Leah steps back, nearly trips on his brass cane. It is topped with a hound’s head she notices, a vulgar embellishment.

Pettifew’s manner turns beseeching. “Please, Mrs. Underhill, please, ma’am. Just listen here.”

“Why-ever would I listen to you? You, sir, are madder than a March hare.”

“I know a resurrection man. We give him his fee and he’ll be hush and quick. All’s we need is a body. Don’t matter who. Any battlefield will yield one up, any old churchyard. Then you put out word that the peddler’s ghost is talking again. Says he wants his bones buried proper, with prayers and all that. Folks will dig up the cellar again. And they’ll find the bones this time. And then you can say, that it were always true. And then your detractors, your enemies, them naysayers, they’ll be sure silenced up. It’ll credit Spiritualism. Give it heft again. Make believers. Make my buyers come banging on my door, and heap me with dollars. You too. It’d be of benefit to us both, Mrs. Underhill. What a team we could be, you and me.”

“Team?
Team
? The only man worth being a team with was …” She doesn’t say his name,
Chauncey
, but the thought of him, oddly, gives her courage. She backs away. Turns just as Pettifew thrusts his card in her gloved hand.

“That’s his address on the flip side of my card. Those letters. ‘R.M.’ They stand for resurrection man, ’course. Contact him up when you’re ready.”
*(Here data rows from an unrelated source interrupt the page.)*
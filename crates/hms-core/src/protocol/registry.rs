//! Packet registry: wire tag → constructor.
//!
//! The registry is the only place that turns a decoded JSON document into a
//! concrete [`Packet`].  It is total over tags: a tag with no entry yields
//! [`Packet::Unknown`] instead of an error, so every caller can apply the
//! same bad-packet handling to unknown and malformed input alike.

use std::collections::HashMap;
use std::fmt;

use serde_json::Value;

use crate::protocol::packet::{
    AddDataPacket, DeleteDataPacket, EditDataPacket, GetDataPacket, LoginPacket, LogoutPacket,
    Packet, PacketBody, PacketError, PacketKind, RegisterPacket, ResponsePacket, UnknownPacket,
};

/// Builds a packet with default fields and a fresh request id.
pub type BlankConstructor = fn() -> Packet;

/// Builds a packet from a decoded JSON envelope.
pub type JsonConstructor = fn(&Value) -> Result<Packet, PacketError>;

#[derive(Clone, Copy)]
struct Constructors {
    blank: BlankConstructor,
    from_json: JsonConstructor,
}

fn blank<T: PacketBody>() -> Packet {
    T::default().into()
}

fn parse<T: PacketBody>(json: &Value) -> Result<Packet, PacketError> {
    T::from_json(json).map(Into::into)
}

/// Maps wire tags to packet constructors.
#[derive(Clone, Default)]
pub struct PacketRegistry {
    constructors: HashMap<u8, Constructors>,
}

impl PacketRegistry {
    /// Creates a registry with no entries: every tag decodes as Unknown.
    pub fn empty() -> Self {
        Self::default()
    }

    /// Creates a registry with every built-in packet kind.
    pub fn standard() -> Self {
        let mut registry = Self::empty();
        registry.register_body::<LoginPacket>();
        registry.register_body::<RegisterPacket>();
        registry.register_body::<ResponsePacket>();
        registry.register_body::<GetDataPacket>();
        registry.register_body::<LogoutPacket>();
        registry.register_body::<DeleteDataPacket>();
        registry.register_body::<EditDataPacket>();
        registry.register_body::<AddDataPacket>();
        registry
    }

    /// Registers (or replaces) the constructors for `tag`.
    pub fn register(&mut self, tag: u8, blank: BlankConstructor, from_json: JsonConstructor) {
        self.constructors
            .insert(tag, Constructors { blank, from_json });
    }

    /// Registers a [`PacketBody`] under its own tag.
    pub fn register_body<T: PacketBody>(&mut self) {
        self.register(T::KIND.tag(), blank::<T>, parse::<T>);
    }

    pub fn is_registered(&self, tag: u8) -> bool {
        self.constructors.contains_key(&tag)
    }

    pub fn len(&self) -> usize {
        self.constructors.len()
    }

    pub fn is_empty(&self) -> bool {
        self.constructors.is_empty()
    }

    /// Builds a blank packet for `tag`; unregistered tags yield Unknown.
    pub fn create(&self, tag: u64) -> Packet {
        match self.lookup(tag) {
            Some(ctors) => (ctors.blank)(),
            None => Packet::Unknown(UnknownPacket::new()),
        }
    }

    /// Builds the concrete packet described by `json`.
    ///
    /// # Errors
    ///
    /// - [`PacketError::MissingType`] when `type` is absent or not a
    ///   non-negative integer.
    /// - [`PacketError::InvalidField`] when a registered variant's required
    ///   fields are missing or mistyped.
    pub fn from_json(&self, json: &Value) -> Result<Packet, PacketError> {
        let tag = json
            .get("type")
            .and_then(Value::as_u64)
            .ok_or(PacketError::MissingType)?;

        match self.lookup(tag) {
            Some(ctors) => (ctors.from_json)(json),
            None => Ok(Packet::Unknown(UnknownPacket::from_unrecognised(json))),
        }
    }

    fn lookup(&self, tag: u64) -> Option<Constructors> {
        let tag = u8::try_from(tag).ok()?;
        if tag == PacketKind::Unknown.tag() {
            return None;
        }
        self.constructors.get(&tag).copied()
    }
}

impl fmt::Debug for PacketRegistry {
    fn fmt(&self, f: &mut fmt::Formatter<'_>) -> fmt::Result {
        let mut tags: Vec<u8> = self.constructors.keys().copied().collect();
        tags.sort_unstable();
        f.debug_struct("PacketRegistry").field("tags", &tags).finish()
    }
}

// ── Tests ─────────────────────────────────────────────────────────────────────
“I could never carry out a deceit of that order,” Leah says. She is using her coldest voice, but Pettifew doesn’t shiver, as some have been known to do.

“Oh, I doubt that, Mrs. Underhill.”

“You, sir, are fortunate my pa is no longer alive. He’d cut your throat for true.”

“All right, all right. Just think on it, my proposal.”

She can sense him watching her as she threads her way out, her heart athud. Pettifew must live in these wretched rooms, she realizes, because clothing is strewn here and there, as well as crockery and tumblers. Mostly, however, there are the wares of his trade: reaching rods thin as a child’s finger and of that metal called aluminum, lead weights to sew into the hems of dresses, shoes with interior tappers and loose shanks, hollow rods to play trumpets from a distance, and gyroscopes to help any item spin. There are magnets of all sizes, phosphorous kept high up in glass jars, reams of tissue paper and pencils of clear wax. There are pots of luminous paint, vials of sympathetic ink, and bolts upon bolts of white shrouding. There are five lanterns with cutaways of faces and human forms, and these hang alongside seven false hands that are coated in silk to approximate the skin’s softness in the dark.

Leah reaches the hall by squeezing past two spirit cabinets. They are still being constructed and the tubes and wires snag on her dress.

At last, the door. Leah doesn’t turn, but she is certain she can hear Pettifew’s dragging gait, his raspy muttery pleas.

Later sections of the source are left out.